Sunday, July 20, 2025

Sunday Morning Bonus Pulp: Foreign Legion Adventures, October 1940


FOREIGN LEGION ADVENTURES was a short-lived reprint pulp from Munsey. This is the second and final issue. I don't know who did the cover art. Obviously, these stories are all Foreign Legion yarns, and some of the big names in the genre are here: Theodore Roscoe, F. Van Wyck Mason, and J.D. Newsom. There's also a story by Houston Day, a fairly prolific pulpster I'm not familiar with. All the stories in this issue originally appeared in various 1930s issues of ARGOSY. I don't know whether ARGOSY or ADVENTURE published more Foreign Legion stories. The number of them in each magazine is probably pretty close. And all the ones I've read have been very good.

Sunday, November 03, 2024

Sunday Morning Bonus Pulp: Argosy, April 21, 1934


I haven't featured an issue of ARGOSY in a while, and this one sports a nice dramatic cover by Paul Stahr, whose covers I nearly always enjoy. As usual, there are some fine writers inside this issue: Erle Stanley Gardner, Max Brand, Fred MacIsaac, J.D. Newsom, Karl Detzer, and the lesser-known Anson Hatch and Howard Ellis Davis. The Brand, MacIsaac, and Detzer stories are all serial installments, but if I had a copy of this one (I don't) I'd be happy to read the novelettes by Gardner and Newsom.

Sunday, June 04, 2023

Sunday Morning Bonus Pulp: Adventure, July 30, 1923


A.G. Peck, an artist I'm not familiar with, painted the evocative cover on this issue of ADVENTURE. As usual, the line-up of authors inside is very strong: Harold Lamb, J. Allan Dunn, Georges Surdez, Hugh Pendexter, J.D. Newsom, Karl W. Detzer, Bill Adams, and Raymond S. Spears. Arthur Sullivant Hoffman was still the editor at this point. ADVENTURE was a great pulp, issue after issue.

Sunday, October 03, 2021

Sunday Morning Bonus Pulp: Adventure, December 15, 1927


As we've discussed before, nothing says "adventure" quite like a pith helmet, and this cover by V.E. Pyles is proof of that. And, of course, the pulp's title is ADVENTURE, so that's a clue, too. As is the line-up of authors inside for a pulp-savvy reader: Arthur O. Friel, J.D. Newsom, Raoul Whitfield, Hugh Pendexter, Stephen Payne, F.R. Buckley, and Leonard H. Nason. The editor during this era was Anthony M. Rud, a well-known adventure pulpster himself. So the readers certainly knew what they would be getting for their quarter, and they probably were well-pleased with it, too.

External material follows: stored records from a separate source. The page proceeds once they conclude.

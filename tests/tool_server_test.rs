//! Tool-server manager tests
//!
//! Lifecycle and routing against in-memory sessions, including sessions that fail to
//! list or close.

use async_trait::async_trait;
use llm_conduit::{
    Connector, Error, Result, ToolServerConfig, ToolServerManager, ToolServerSession, ToolSpec,
};
use serde_json::{Value, json};
use std::sync::{Arc, Mutex};

type Journal = Arc<Mutex<Vec<String>>>;

/// Behavior is chosen by the config's command:
/// - "ok": lists its args as tools
/// - "mute": fails every discovery
/// - "sticky": lists its args but fails to close
/// - "refuse": fails to connect
/// - "crash": lists its args but fails every call
struct ScriptedConnector {
    journal: Journal,
}

struct ScriptedSession {
    name: String,
    mode: String,
    tools: Vec<String>,
    journal: Journal,
}

#[async_trait]
impl ToolServerSession for ScriptedSession {
    async fn list_tools(&self) -> Result<Vec<ToolSpec>> {
        if self.mode == "mute" {
            return Err(Error::tool_server(&self.name, "discovery timed out"));
        }
        Ok(self
            .tools
            .iter()
            .map(|t| ToolSpec::new(t.as_str(), format!("{} on {}", t, self.name), json!({})))
            .collect())
    }

    async fn call_tool(&self, name: &str, arguments: Value) -> Result<Value> {
        self.journal
            .lock()
            .unwrap()
            .push(format!("call:{}:{}", self.name, name));
        if self.mode == "crash" {
            return Err(Error::tool_server(&self.name, "crash"));
        }
        Ok(json!({"server": self.name, "tool": name, "arguments": arguments}))
    }

    async fn close(&self) -> Result<()> {
        self.journal
            .lock()
            .unwrap()
            .push(format!("close:{}", self.name));
        if self.mode == "sticky" {
            return Err(Error::tool_server(&self.name, "close failed"));
        }
        Ok(())
    }
}

#[async_trait]
impl Connector for ScriptedConnector {
    async fn connect(
        &self,
        name: &str,
        config: &ToolServerConfig,
    ) -> Result<Box<dyn ToolServerSession>> {
        if config.command == "refuse" {
            return Err(Error::other("connection refused"));
        }
        self.journal.lock().unwrap().push(format!("open:{name}"));
        Ok(Box::new(ScriptedSession {
            name: name.to_string(),
            mode: config.command.clone(),
            tools: config.args.clone(),
            journal: self.journal.clone(),
        }))
    }
}

fn manager(journal: &Journal) -> ToolServerManager {
    ToolServerManager::new(Arc::new(ScriptedConnector {
        journal: journal.clone(),
    }))
}

#[tokio::test]
async fn test_failing_discovery_is_skipped() {
    let journal = Journal::default();
    let mut servers = manager(&journal)
        .with_server("quiet", ToolServerConfig::new("mute").arg("search"))
        .with_server("search", ToolServerConfig::new("ok").args(["search", "fetch"]));
    servers.start().await.unwrap();

    let names: Vec<_> = servers.list_tools().await.into_iter().map(|t| t.name).collect();
    assert_eq!(names, vec!["search", "fetch"]);

    let result = servers
        .call_tool("search", json!({"q": "rust"}))
        .await
        .unwrap();
    assert_eq!(result["server"], "search");
    assert_eq!(result["arguments"]["q"], "rust");

    servers.shutdown().await;
}

#[tokio::test]
async fn test_failed_call_falls_through_to_next_owner() {
    let journal = Journal::default();
    let mut servers = manager(&journal)
        .with_server("a", ToolServerConfig::new("crash").arg("search"))
        .with_server("b", ToolServerConfig::new("ok").arg("search"));
    servers.start().await.unwrap();

    let result = servers.call_tool("search", json!({"q": "rust"})).await.unwrap();
    assert_eq!(result["server"], "b");
    assert_eq!(result["arguments"]["q"], "rust");

    servers.shutdown().await;
    let calls: Vec<_> = journal
        .lock()
        .unwrap()
        .iter()
        .filter(|entry| entry.starts_with("call:"))
        .cloned()
        .collect();
    assert_eq!(calls, vec!["call:a:search", "call:b:search"]);
}

#[tokio::test]
async fn test_every_owner_failing_is_not_found() {
    let journal = Journal::default();
    let mut servers = manager(&journal)
        .with_server("a", ToolServerConfig::new("crash").arg("search"))
        .with_server("quiet", ToolServerConfig::new("mute").arg("search"));
    servers.start().await.unwrap();

    let err = servers.call_tool("search", json!({})).await.unwrap_err();
    assert!(matches!(err, Error::ToolNotFound(ref name) if name == "search"));

    servers.shutdown().await;
}

#[tokio::test]
async fn test_shutdown_continues_past_close_failures() {
    let journal = Journal::default();
    let mut servers = manager(&journal)
        .with_server("a", ToolServerConfig::new("ok"))
        .with_server("b", ToolServerConfig::new("sticky"))
        .with_server("c", ToolServerConfig::new("ok"));

    servers.start().await.unwrap();
    servers.shutdown().await;

    assert!(!servers.is_active());
    assert_eq!(
        *journal.lock().unwrap(),
        vec!["open:a", "open:b", "open:c", "close:c", "close:b", "close:a"]
    );
}

#[tokio::test]
async fn test_start_failure_reports_server_and_cleans_up() {
    let journal = Journal::default();
    let mut servers = manager(&journal)
        .with_server("a", ToolServerConfig::new("ok"))
        .with_server("down", ToolServerConfig::new("refuse"))
        .with_server("never", ToolServerConfig::new("ok"));

    let err = servers.start().await.unwrap_err();

    assert_eq!(
        err.to_string(),
        "Tool server 'down' failed: Error: connection refused"
    );
    assert!(!servers.is_active());
    assert_eq!(*journal.lock().unwrap(), vec!["open:a", "close:a"]);
}

#[tokio::test]
async fn test_start_is_idempotent_and_restartable() {
    let journal = Journal::default();
    let mut servers = manager(&journal).with_server("a", ToolServerConfig::new("ok").arg("x"));

    servers.start().await.unwrap();
    servers.start().await.unwrap();
    servers.shutdown().await;
    servers.start().await.unwrap();
    servers.shutdown().await;

    assert_eq!(
        *journal.lock().unwrap(),
        vec!["open:a", "close:a", "open:a", "close:a"]
    );
}

#[tokio::test]
async fn test_re_registering_replaces_config() {
    let journal = Journal::default();
    let mut servers = manager(&journal)
        .with_server("a", ToolServerConfig::new("ok").arg("old"))
        .with_server("b", ToolServerConfig::new("ok").arg("other"));
    servers.add_server("a", ToolServerConfig::new("ok").arg("new"));

    assert_eq!(servers.server_names().collect::<Vec<_>>(), vec!["a", "b"]);

    servers.start().await.unwrap();
    let names: Vec<_> = servers.list_tools().await.into_iter().map(|t| t.name).collect();
    assert_eq!(names, vec!["new", "other"]);
    servers.shutdown().await;
}

#[test]
fn test_server_map_from_json() {
    let servers: std::collections::BTreeMap<String, ToolServerConfig> = serde_json::from_value(
        json!({
            "files": {"command": "npx", "args": ["-y", "files-server"], "env": {"ROOT": "/tmp"}},
            "clock": {"command": "clock-server"}
        }),
    )
    .unwrap();

    assert_eq!(servers["files"].args, vec!["-y", "files-server"]);
    assert_eq!(servers["files"].env["ROOT"], "/tmp");
    assert!(servers["clock"].args.is_empty());
}
//! Multi-target routing strategies over a shared pipeline.
//!
//! - [`FallbackChain`] tries targets in order until one succeeds.
//! - [`LoadBalancer`] spreads requests across targets round-robin.
//!
//! Both dispatch through the full [`Pipeline`] path, so middlewares and retries apply to
//! every attempt.

use crate::pipeline::Pipeline;
use crate::types::{ModelResponse, Prompt};
use crate::{Error, Result};
use std::sync::{Arc, Mutex, PoisonError};

/// Sequential fallback across targets.
#[derive(Debug, Clone)]
pub struct FallbackChain {
    pipeline: Arc<Pipeline>,
    targets: Vec<String>,
}

impl FallbackChain {
    pub fn new<I, S>(pipeline: Arc<Pipeline>, targets: I) -> Self
    where
        I: IntoIterator<Item = S>,
        S: Into<String>,
    {
        Self {
            pipeline,
            targets: targets.into_iter().map(Into::into).collect(),
        }
    }

    pub fn targets(&self) -> &[String] {
        &self.targets
    }

    /// Returns the first successful response, or the last error if every target failed.
    pub async fn generate(&self, prompt: impl Into<Prompt>) -> Result<ModelResponse> {
        let prompt = prompt.into();
        let mut last_error = None;

        for target in &self.targets {
            match self.pipeline.generate(target, prompt.clone()).await {
                Ok(response) => return Ok(response),
                Err(e) => {
                    log::warn!("target {} failed, trying next: {}", target, e);
                    last_error = Some(e);
                }
            }
        }

        Err(last_error.unwrap_or(Error::NoTargets))
    }
}

/// Round-robin distribution across targets.
#[derive(Debug)]
pub struct LoadBalancer {
    pipeline: Arc<Pipeline>,
    targets: Vec<String>,
    cursor: Mutex<usize>,
}

impl LoadBalancer {
    pub fn new<I, S>(pipeline: Arc<Pipeline>, targets: I) -> Self
    where
        I: IntoIterator<Item = S>,
        S: Into<String>,
    {
        Self {
            pipeline,
            targets: targets.into_iter().map(Into::into).collect(),
            cursor: Mutex::new(0),
        }
    }

    pub fn targets(&self) -> &[String] {
        &self.targets
    }

    /// Picks the next target and advances the cursor.
    pub fn next_target(&self) -> Result<&str> {
        if self.targets.is_empty() {
            return Err(Error::NoTargets);
        }
        let mut cursor = self.cursor.lock().unwrap_or_else(PoisonError::into_inner);
        let target = &self.targets[*cursor % self.targets.len()];
        *cursor = (*cursor + 1) % self.targets.len();
        Ok(target)
    }

    pub async fn generate(&self, prompt: impl Into<Prompt>) -> Result<ModelResponse> {
        let target = self.next_target()?;
        self.pipeline.generate(target, prompt).await
    }
}

#[cfg(test)]
mod tests {
    use super::*;
    use crate::backend::{ChatBackend, ChatRequest};
    use crate::retry::RetryConfig;
    use async_trait::async_trait;

    struct Echo;

    #[async_trait]
    impl ChatBackend for Echo {
        async fn complete(&self, request: &ChatRequest<'_>) -> Result<ModelResponse> {
            if request.target.starts_with("down") {
                return Err(Error::api(format!("API error 400: {} rejected", request.target)));
            }
            Ok(ModelResponse::new(request.target))
        }
    }

    fn pipeline() -> Arc<Pipeline> {
        Arc::new(
            Pipeline::builder()
                .backend(Echo)
                .retry(RetryConfig::disabled())
                .build()
                .unwrap(),
        )
    }

    #[test]
    fn test_round_robin_order() {
        let balancer = LoadBalancer::new(pipeline(), ["a", "b"]);
        let picks: Vec<_> = (0..5).map(|_| balancer.next_target().unwrap()).collect();
        assert_eq!(picks, vec!["a", "b", "a", "b", "a"]);
    }

    #[tokio::test]
    async fn test_empty_targets() {
        let balancer = LoadBalancer::new(pipeline(), Vec::<String>::new());
        assert!(matches!(balancer.generate("p").await, Err(Error::NoTargets)));

        let chain = FallbackChain::new(pipeline(), Vec::<String>::new());
        assert!(matches!(chain.generate("p").await, Err(Error::NoTargets)));
    }

    #[tokio::test]
    async fn test_fallback_returns_first_success() {
        let chain = FallbackChain::new(pipeline(), ["down-1", "up", "never"]);
        let response = chain.generate("p").await.unwrap();
        assert_eq!(response.text, "up");
    }

    #[tokio::test]
    async fn test_fallback_surfaces_last_error() {
        let chain = FallbackChain::new(pipeline(), ["down-1", "down-2"]);
        let err = chain.generate("p").await.unwrap_err();
        assert!(err.to_string().contains("down-2"));
    }
}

Sunday, September 04, 2016

Sunday Morning Bonus Pulp: Argosy, November 30, 1935


Have I ever written anything with barnstormers in it? I don't think so. Maybe I should, one of these days. I doubt if I could top George Bruce, though. He was one of the top aviation pulp writers. Elsewhere in this issue of ARGOSY are stories by Judson Philips, Murray Leinster, J.D. Newsom, Anthony M. Rud, and Arthur Hawthorne Carhart, all dependable pulpsters (and Philips and Leinster went on to long, successful careers as novelists, of course).